··· SOURCE RECORDS

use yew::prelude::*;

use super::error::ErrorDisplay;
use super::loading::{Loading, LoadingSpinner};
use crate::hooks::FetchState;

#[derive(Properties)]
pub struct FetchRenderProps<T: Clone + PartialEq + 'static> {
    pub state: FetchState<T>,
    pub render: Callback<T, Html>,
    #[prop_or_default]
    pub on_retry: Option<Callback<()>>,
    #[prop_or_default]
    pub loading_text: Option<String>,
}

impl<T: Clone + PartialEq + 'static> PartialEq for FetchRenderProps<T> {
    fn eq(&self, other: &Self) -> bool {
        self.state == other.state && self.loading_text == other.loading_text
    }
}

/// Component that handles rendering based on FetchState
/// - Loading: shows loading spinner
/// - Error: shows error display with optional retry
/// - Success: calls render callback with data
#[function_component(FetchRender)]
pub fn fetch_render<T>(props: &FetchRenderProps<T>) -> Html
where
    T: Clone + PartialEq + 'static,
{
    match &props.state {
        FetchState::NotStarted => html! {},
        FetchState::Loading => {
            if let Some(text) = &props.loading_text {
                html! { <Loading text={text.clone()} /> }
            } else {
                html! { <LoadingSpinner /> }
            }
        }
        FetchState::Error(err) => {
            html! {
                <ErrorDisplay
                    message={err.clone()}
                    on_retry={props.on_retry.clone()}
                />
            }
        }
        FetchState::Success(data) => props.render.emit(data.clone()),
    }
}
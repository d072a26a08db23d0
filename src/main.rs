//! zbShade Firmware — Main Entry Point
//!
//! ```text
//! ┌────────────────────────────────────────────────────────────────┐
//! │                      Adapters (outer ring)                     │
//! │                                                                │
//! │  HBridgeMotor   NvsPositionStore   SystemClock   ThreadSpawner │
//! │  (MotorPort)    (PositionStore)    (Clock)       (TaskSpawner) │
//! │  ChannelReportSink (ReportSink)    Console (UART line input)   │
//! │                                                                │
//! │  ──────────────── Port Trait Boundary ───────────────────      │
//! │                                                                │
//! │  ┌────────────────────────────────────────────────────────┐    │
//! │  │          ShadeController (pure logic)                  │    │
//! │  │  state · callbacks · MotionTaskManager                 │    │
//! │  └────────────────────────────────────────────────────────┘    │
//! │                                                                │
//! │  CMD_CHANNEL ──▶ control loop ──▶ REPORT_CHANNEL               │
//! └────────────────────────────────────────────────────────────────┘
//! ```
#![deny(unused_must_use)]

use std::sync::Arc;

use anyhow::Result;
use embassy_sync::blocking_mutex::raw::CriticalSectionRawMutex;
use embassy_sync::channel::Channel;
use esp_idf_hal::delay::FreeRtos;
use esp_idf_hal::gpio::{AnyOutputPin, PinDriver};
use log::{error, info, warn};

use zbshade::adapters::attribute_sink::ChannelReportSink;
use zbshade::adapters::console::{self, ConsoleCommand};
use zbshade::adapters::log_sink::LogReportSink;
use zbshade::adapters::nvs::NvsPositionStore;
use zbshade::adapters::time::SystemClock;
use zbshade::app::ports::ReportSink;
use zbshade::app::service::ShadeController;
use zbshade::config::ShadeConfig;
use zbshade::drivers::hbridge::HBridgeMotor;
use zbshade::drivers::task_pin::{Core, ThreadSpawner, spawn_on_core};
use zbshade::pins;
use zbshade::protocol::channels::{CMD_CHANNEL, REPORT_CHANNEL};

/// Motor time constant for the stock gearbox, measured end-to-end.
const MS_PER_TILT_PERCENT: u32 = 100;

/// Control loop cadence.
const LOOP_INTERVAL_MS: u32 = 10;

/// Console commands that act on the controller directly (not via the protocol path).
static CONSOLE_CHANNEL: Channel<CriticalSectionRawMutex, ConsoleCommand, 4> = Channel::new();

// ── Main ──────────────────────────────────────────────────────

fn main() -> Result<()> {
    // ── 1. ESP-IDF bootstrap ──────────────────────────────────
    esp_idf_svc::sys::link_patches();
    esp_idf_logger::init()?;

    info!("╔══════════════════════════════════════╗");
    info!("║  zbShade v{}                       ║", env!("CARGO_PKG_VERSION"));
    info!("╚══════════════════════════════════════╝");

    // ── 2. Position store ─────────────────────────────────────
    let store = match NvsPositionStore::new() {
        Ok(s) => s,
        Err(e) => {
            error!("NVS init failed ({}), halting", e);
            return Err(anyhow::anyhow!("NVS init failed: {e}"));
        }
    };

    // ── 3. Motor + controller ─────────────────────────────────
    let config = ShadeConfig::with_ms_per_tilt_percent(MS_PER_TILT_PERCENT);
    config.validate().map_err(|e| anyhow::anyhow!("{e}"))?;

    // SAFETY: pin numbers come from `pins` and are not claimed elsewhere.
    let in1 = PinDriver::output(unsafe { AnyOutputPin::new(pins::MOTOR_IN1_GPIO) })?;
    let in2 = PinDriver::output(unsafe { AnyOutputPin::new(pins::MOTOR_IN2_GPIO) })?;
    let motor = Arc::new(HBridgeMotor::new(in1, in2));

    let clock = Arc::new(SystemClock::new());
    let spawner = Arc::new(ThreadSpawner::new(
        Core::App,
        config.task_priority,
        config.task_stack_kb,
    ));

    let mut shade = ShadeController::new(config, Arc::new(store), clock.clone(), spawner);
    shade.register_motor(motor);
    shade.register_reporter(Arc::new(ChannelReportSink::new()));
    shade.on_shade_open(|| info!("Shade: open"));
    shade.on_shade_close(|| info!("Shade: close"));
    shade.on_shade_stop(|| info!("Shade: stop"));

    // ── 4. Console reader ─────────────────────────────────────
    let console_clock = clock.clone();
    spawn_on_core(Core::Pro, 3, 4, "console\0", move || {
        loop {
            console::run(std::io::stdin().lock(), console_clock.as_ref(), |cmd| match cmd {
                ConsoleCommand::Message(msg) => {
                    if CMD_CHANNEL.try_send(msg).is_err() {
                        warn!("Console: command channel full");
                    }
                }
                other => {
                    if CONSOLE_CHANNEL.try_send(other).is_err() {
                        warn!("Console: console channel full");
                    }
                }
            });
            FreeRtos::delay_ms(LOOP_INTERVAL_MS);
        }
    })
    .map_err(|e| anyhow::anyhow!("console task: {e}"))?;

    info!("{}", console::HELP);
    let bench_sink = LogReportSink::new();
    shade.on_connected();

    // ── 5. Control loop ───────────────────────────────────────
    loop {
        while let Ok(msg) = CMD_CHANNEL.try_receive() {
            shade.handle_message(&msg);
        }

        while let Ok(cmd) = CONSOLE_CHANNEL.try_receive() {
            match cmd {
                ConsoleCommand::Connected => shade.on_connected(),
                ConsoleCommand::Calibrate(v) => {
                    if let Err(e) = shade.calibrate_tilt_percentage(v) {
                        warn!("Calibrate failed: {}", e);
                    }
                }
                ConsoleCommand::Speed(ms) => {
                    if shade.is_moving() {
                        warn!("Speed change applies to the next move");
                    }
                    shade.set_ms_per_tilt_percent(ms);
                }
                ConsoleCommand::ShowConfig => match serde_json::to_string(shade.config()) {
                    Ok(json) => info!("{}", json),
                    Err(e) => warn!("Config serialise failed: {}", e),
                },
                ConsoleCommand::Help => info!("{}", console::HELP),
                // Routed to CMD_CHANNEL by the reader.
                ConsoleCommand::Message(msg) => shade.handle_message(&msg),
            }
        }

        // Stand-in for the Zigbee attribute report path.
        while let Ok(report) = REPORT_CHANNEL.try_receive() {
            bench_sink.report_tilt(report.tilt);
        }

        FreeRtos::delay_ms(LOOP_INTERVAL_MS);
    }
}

······

TASK ITEM: Give every part of the material again, exactly as written.

ANSWER SPACE:
use yew::prelude::*;

use super::error::ErrorDisplay;
use super::loading::{Loading, LoadingSpinner};
use crate::hooks::FetchState;

#[derive(Properties)]
pub struct FetchRenderProps<T: Clone + PartialEq + 'static> {
    pub state: FetchState<T>,
    pub render: Callback<T, Html>,
    #[prop_or_default]
    pub on_retry: Option<Callback<()>>,
    #[prop_or_default]
    pub loading_text: Option<String>,
}

impl<T: Clone + PartialEq + 'static> PartialEq for FetchRenderProps<T> {
    fn eq(&self, other: &Self) -> bool {
        self.state == other.state && self.loading_text == other.loading_text
    }
}

/// Component that handles rendering based on FetchState
/// - Loading: shows loading spinner
/// - Error: shows error display with optional retry
/// - Success: calls render callback with data
#[function_component(FetchRender)]
pub fn fetch_render<T>(props: &FetchRenderProps<T>) -> Html
where
    T: Clone + PartialEq + 'static,
{
    match &props.state {
        FetchState::NotStarted => html! {},
        FetchState::Loading => {
            if let Some(text) = &props.loading_text {
                html! { <Loading text={text.clone()} /> }
            } else {
                html! { <LoadingSpinner /> }
            }
        }
        FetchState::Error(err) => {
            html! {
                <ErrorDisplay
                    message={err.clone()}
                    on_retry={props.on_retry.clone()}
                />
            }
        }
        FetchState::Success(data) => props.render.emit(data.clone()),
    }
}
repository d072a26a08db23d0
filename src/main.rs
//! zbShade Firmware — Main Entry Point
//!
//! ```text
//! ┌────────────────────────────────────────────────────────────────┐
//! │                      Adapters (outer ring)                     │
//! │                                                                │
//! │  HBridgeMotor   NvsPositionStore   SystemClock   ThreadSpawner │
//! │  (MotorPort)    (PositionStore)    (Clock)       (TaskSpawner) │
//! │  ChannelReportSink (ReportSink)    Console (UART line input)   │
//! │                                                                │
//! │  ──────────────── Port Trait Boundary ───────────────────      │
//! │                                                                │
//! │  ┌────────────────────────────────────────────────────────┐    │
//! │  │          ShadeController (pure logic)                  │    │
//! │  │  state · callbacks · MotionTaskManager                 │    │
//! │  └────────────────────────────────────────────────────────┘    │
//! │                                                                │
//! │  CMD_CHANNEL ──▶ control loop ──▶ REPORT_CHANNEL               │
//! └────────────────────────────────────────────────────────────────┘
//! ```
#![deny(unused_must_use)]

use std::sync::Arc;

use anyhow::Result;
use embassy_sync::blocking_mutex::raw::CriticalSectionRawMutex;
use embassy_sync::channel::Channel;
use esp_idf_hal::delay::FreeRtos;
use esp_idf_hal::gpio::{AnyOutputPin, PinDriver};
use log::{error, info, warn};

use zbshade::adapters::attribute_sink::ChannelReportSink;
use zbshade::adapters::console::{self, ConsoleCommand};
use zbshade::adapters::log_sink::LogReportSink;
use zbshade::adapters::nvs::NvsPositionStore;
use zbshade::adapters::time::SystemClock;
use zbshade::app::ports::ReportSink;
use zbshade::app::service::ShadeController;
use zbshade::config::ShadeConfig;
use zbshade::drivers::hbridge::HBridgeMotor;
use zbshade::drivers::task_pin::{Core, ThreadSpawner, spawn_on_core};
use zbshade::pins;
use zbshade::protocol::channels::{CMD_CHANNEL, REPORT_CHANNEL};

/// Motor time constant for the stock gearbox, measured end-to-end.
const MS_PER_TILT_PERCENT: u32 = 100;

/// Control loop cadence.
const LOOP_INTERVAL_MS: u32 = 10;

/// Console commands that act on the controller directly (not via the protocol path).
static CONSOLE_CHANNEL: Channel<CriticalSectionRawMutex, ConsoleCommand, 4> = Channel::new();

// ── Main ──────────────────────────────────────────────────────

fn main() -> Result<()> {
    // ── 1. ESP-IDF bootstrap ──────────────────────────────────
    esp_idf_svc::sys::link_patches();
    esp_idf_logger::init()?;

    info!("╔══════════════════════════════════════╗");
    info!("║  zbShade v{}                       ║", env!("CARGO_PKG_VERSION"));
    info!("╚══════════════════════════════════════╝");

    // ── 2. Position store ─────────────────────────────────────
    let store = match NvsPositionStore::new() {
        Ok(s) => s,
        Err(e) => {
            error!("NVS init failed ({}), halting", e);
            return Err(anyhow::anyhow!("NVS init failed: {e}"));
        }
    };

    // ── 3. Motor + controller ─────────────────────────────────
    let config = ShadeConfig::with_ms_per_tilt_percent(MS_PER_TILT_PERCENT);
    config.validate().map_err(|e| anyhow::anyhow!("{e}"))?;

    // SAFETY: pin numbers come from `pins` and are not claimed elsewhere.
    let in1 = PinDriver::output(unsafe { AnyOutputPin::new(pins::MOTOR_IN1_GPIO) })?;
    let in2 = PinDriver::output(unsafe { AnyOutputPin::new(pins::MOTOR_IN2_GPIO) })?;
    let motor = Arc::new(HBridgeMotor::new(in1, in2));

    let clock = Arc::new(SystemClock::new());
    let spawner = Arc::new(ThreadSpawner::new(
        Core::App,
        config.task_priority,
        config.task_stack_kb,
    ));

    let mut shade = ShadeController::new(config, Arc::new(store), clock.clone(), spawner);
    shade.register_motor(motor);
    shade.register_reporter(Arc::new(ChannelReportSink::new()));
    shade.on_shade_open(|| info!("Shade: open"));
    shade.on_shade_close(|| info!("Shade: close"));
    shade.on_shade_stop(|| info!("Shade: stop"));

    // ── 4. Console reader ─────────────────────────────────────
    let console_clock = clock.clone();
    spawn_on_core(Core::Pro, 3, 4, "console\0", move || {
        loop {
            console::run(std::io::stdin().lock(), console_clock.as_ref(), |cmd| match cmd {
                ConsoleCommand::Message(msg) => {
                    if CMD_CHANNEL.try_send(msg).is_err() {
                        warn!("Console: command channel full");
                    }
                }
                other => {
                    if CONSOLE_CHANNEL.try_send(other).is_err() {
                        warn!("Console: console channel full");
                    }
                }
            });
            FreeRtos::delay_ms(LOOP_INTERVAL_MS);
        }
    })
    .map_err(|e| anyhow::anyhow!("console task: {e}"))?;

    info!("{}", console::HELP);
    let bench_sink = LogReportSink::new();
    shade.on_connected();

    // ── 5. Control loop ───────────────────────────────────────
    loop {
        while let Ok(msg) = CMD_CHANNEL.try_receive() {
            shade.handle_message(&msg);
        }

        while let Ok(cmd) = CONSOLE_CHANNEL.try_receive() {
            match cmd {
                ConsoleCommand::Connected => shade.on_connected(),
                ConsoleCommand::Calibrate(v) => {
                    if let Err(e) = shade.calibrate_tilt_percentage(v) {
                        warn!("Calibrate failed: {}", e);
                    }
                }
                ConsoleCommand::Speed(ms) => {
                    if shade.is_moving() {
                        warn!("Speed change applies to the next move");
                    }
                    shade.set_ms_per_tilt_percent(ms);
                }
                ConsoleCommand::ShowConfig => match serde_json::to_string(shade.config()) {
                    Ok(json) => info!("{}", json),
                    Err(e) => warn!("Config serialise failed: {}", e),
                },
                ConsoleCommand::Help => info!("{}", console::HELP),
                // Routed to CMD_CHANNEL by the reader.
                ConsoleCommand::Message(msg) => shade.handle_message(&msg),
            }
        }

        // Stand-in for the Zigbee attribute report path.
        while let Ok(report) = REPORT_CHANNEL.try_receive() {
            bench_sink.report_tilt(report.tilt);
        }

        FreeRtos::delay_ms(LOOP_INTERVAL_MS);
    }
}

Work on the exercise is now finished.